What the exercise asks
Where the records below show the word "struct" in a line, please copy that line.

[Recorded data]
* * * *

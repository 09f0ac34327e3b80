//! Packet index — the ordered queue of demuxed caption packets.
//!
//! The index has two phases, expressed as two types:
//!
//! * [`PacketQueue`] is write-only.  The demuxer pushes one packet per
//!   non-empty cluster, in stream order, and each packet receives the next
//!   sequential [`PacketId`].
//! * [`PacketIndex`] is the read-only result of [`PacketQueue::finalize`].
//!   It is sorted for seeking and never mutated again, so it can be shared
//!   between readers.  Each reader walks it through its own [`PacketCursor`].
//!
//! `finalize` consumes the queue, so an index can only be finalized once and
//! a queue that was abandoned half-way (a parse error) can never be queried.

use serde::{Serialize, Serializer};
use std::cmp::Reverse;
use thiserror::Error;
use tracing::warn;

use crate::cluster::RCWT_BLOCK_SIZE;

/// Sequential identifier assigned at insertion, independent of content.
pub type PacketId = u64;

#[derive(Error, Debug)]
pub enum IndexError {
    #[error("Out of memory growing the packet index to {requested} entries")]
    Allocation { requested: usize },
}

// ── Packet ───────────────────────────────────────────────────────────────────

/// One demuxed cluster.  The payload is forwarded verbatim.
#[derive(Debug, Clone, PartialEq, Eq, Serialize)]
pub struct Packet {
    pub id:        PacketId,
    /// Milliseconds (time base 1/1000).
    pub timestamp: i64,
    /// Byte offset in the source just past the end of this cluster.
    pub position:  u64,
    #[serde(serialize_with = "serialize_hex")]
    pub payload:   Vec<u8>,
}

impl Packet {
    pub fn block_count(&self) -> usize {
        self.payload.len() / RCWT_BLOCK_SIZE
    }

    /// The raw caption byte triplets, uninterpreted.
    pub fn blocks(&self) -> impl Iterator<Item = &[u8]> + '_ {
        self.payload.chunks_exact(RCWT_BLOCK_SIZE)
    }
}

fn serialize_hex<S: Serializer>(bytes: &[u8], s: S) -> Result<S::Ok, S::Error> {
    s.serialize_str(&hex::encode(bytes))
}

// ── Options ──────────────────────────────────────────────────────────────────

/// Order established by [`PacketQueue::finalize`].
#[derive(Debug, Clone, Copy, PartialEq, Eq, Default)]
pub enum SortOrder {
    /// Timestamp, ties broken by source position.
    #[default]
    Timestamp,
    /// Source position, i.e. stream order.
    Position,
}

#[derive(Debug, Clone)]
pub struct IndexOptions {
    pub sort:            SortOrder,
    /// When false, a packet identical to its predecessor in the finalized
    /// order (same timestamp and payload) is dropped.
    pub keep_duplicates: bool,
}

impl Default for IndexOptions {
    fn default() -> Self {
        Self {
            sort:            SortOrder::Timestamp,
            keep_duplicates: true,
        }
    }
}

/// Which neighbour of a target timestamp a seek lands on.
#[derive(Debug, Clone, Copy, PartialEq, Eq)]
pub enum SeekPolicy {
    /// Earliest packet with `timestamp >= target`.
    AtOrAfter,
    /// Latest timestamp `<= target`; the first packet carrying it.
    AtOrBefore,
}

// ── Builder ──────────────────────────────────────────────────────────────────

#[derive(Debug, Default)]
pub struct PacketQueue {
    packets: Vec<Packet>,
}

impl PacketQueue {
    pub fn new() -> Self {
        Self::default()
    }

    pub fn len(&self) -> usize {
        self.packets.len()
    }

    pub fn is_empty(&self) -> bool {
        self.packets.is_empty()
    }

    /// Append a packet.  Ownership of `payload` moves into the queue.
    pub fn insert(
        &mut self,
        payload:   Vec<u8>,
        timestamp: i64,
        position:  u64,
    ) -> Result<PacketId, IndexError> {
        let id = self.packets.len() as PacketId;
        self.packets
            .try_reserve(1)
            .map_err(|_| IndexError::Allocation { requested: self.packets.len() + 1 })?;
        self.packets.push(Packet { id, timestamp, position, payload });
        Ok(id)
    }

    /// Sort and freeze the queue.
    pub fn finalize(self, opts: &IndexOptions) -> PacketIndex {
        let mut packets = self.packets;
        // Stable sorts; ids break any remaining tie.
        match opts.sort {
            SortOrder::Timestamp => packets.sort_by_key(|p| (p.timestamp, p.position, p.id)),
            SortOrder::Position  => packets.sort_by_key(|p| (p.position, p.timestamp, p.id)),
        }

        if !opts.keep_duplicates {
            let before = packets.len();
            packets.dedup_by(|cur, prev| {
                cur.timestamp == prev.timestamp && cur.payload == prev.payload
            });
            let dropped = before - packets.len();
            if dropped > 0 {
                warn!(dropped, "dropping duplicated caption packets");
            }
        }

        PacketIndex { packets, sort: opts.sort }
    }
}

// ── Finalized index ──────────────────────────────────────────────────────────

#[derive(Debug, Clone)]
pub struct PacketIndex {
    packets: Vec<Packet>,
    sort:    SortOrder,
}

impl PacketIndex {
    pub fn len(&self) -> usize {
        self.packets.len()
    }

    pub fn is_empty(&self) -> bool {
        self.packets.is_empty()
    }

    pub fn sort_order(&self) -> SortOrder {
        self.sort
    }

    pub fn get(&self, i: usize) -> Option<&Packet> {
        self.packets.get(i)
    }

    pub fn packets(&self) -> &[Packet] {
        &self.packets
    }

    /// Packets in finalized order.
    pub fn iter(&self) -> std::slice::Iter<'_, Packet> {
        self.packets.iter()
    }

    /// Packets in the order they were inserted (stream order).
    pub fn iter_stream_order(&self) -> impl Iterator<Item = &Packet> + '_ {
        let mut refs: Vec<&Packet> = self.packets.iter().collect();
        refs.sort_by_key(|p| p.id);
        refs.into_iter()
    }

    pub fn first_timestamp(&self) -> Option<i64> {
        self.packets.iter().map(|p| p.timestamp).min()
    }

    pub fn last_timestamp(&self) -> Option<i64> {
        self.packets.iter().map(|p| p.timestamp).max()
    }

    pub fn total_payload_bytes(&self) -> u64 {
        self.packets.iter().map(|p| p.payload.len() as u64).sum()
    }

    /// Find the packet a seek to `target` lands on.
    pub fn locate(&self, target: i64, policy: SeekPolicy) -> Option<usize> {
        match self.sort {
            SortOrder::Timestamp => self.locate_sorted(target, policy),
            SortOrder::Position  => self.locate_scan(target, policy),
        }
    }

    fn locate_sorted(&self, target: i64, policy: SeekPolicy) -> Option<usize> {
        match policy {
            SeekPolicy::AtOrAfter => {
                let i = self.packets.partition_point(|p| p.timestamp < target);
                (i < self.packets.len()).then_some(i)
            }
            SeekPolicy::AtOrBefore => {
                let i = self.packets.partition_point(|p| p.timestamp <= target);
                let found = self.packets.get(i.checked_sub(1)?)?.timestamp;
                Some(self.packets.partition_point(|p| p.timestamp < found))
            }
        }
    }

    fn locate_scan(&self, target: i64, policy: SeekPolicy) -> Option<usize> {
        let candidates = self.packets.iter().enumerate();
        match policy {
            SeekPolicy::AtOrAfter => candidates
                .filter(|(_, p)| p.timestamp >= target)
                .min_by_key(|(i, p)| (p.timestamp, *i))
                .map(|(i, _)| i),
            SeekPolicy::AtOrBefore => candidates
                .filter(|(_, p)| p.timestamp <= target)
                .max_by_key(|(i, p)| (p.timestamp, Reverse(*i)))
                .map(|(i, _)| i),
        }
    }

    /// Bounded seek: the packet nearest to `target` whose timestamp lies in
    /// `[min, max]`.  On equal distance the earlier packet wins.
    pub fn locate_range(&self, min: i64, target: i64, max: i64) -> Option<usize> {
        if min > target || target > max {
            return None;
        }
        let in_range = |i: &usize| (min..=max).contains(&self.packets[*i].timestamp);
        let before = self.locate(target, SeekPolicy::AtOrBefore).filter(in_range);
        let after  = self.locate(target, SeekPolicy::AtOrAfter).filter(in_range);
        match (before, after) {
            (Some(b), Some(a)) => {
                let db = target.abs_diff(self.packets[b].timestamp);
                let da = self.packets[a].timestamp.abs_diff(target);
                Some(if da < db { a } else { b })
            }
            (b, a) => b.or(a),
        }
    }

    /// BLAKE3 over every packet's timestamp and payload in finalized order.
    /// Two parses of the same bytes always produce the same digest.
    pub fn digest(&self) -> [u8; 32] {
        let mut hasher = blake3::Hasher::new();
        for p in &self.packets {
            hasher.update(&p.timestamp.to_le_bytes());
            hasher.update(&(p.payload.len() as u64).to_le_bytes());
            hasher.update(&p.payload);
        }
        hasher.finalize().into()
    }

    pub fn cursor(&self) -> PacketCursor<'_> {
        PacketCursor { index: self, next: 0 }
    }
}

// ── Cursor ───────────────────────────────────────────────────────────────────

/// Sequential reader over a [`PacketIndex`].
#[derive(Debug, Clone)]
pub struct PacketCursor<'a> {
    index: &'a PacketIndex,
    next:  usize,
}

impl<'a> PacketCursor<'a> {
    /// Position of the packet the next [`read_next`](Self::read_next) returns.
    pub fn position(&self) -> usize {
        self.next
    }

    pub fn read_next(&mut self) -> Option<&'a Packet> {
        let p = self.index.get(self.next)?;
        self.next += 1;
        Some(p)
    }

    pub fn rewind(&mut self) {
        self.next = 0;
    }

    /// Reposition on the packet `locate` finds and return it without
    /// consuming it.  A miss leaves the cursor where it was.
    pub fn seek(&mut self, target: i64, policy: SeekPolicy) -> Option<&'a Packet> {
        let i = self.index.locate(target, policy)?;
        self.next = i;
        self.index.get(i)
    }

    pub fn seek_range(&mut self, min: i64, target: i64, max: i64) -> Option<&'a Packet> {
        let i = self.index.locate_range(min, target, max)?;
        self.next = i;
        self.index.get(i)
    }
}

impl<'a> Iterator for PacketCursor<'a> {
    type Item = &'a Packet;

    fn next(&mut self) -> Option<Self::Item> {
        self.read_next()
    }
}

* * * *

Your solution
pub struct Packet {
pub struct IndexOptions {
pub struct PacketQueue {
pub struct PacketIndex {
pub struct PacketCursor<'a> {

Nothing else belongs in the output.